**WHAT YOU HAVE TO DO**
Once the data has been read, print it back in full, exactly.
BEGIN DATASET RECORDS
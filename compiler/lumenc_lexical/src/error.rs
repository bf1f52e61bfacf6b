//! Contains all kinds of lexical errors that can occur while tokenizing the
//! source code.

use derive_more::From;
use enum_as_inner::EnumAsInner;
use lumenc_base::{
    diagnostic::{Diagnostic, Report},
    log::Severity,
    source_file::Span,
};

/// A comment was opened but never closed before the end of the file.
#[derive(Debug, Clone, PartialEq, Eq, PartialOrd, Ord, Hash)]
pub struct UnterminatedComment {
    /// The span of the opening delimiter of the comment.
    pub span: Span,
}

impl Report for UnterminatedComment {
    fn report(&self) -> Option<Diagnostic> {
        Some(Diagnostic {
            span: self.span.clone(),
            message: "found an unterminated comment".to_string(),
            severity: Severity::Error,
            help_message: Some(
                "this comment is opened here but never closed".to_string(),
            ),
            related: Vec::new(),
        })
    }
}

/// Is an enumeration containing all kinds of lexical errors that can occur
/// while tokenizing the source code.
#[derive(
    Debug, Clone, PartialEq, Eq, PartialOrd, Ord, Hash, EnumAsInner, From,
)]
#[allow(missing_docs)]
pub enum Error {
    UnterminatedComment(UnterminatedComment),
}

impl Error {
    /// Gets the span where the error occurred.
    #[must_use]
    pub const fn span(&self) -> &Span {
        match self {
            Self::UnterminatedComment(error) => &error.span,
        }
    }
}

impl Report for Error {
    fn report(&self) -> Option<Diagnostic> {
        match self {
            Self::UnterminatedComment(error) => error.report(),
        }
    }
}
END DATASET RECORDS
**RESULT OF THE TASK**
filename compiler/lumenc_lexical/src/error.rs
repository bf1f52e61bfacf6b
//! Contains all kinds of lexical errors that can occur while tokenizing the
//! source code.

use derive_more::From;
use enum_as_inner::EnumAsInner;
use lumenc_base::{
    diagnostic::{Diagnostic, Report},
    log::Severity,
    source_file::Span,
};

/// A comment was opened but never closed before the end of the file.
#[derive(Debug, Clone, PartialEq, Eq, PartialOrd, Ord, Hash)]
pub struct UnterminatedComment {
    /// The span of the opening delimiter of the comment.
    pub span: Span,
}

impl Report for UnterminatedComment {
    fn report(&self) -> Option<Diagnostic> {
        Some(Diagnostic {
            span: self.span.clone(),
            message: "found an unterminated comment".to_string(),
            severity: Severity::Error,
            help_message: Some(
                "this comment is opened here but never closed".to_string(),
            ),
            related: Vec::new(),
        })
    }
}

/// Is an enumeration containing all kinds of lexical errors that can occur
/// while tokenizing the source code.
#[derive(
    Debug, Clone, PartialEq, Eq, PartialOrd, Ord, Hash, EnumAsInner, From,
)]
#[allow(missing_docs)]
pub enum Error {
    UnterminatedComment(UnterminatedComment),
}

impl Error {
    /// Gets the span where the error occurred.
    #[must_use]
    pub const fn span(&self) -> &Span {
        match self {
            Self::UnterminatedComment(error) => &error.span,
        }
    }
}

impl Report for Error {
    fn report(&self) -> Option<Diagnostic> {
        match self {
            Self::UnterminatedComment(error) => error.report(),
        }
    }
}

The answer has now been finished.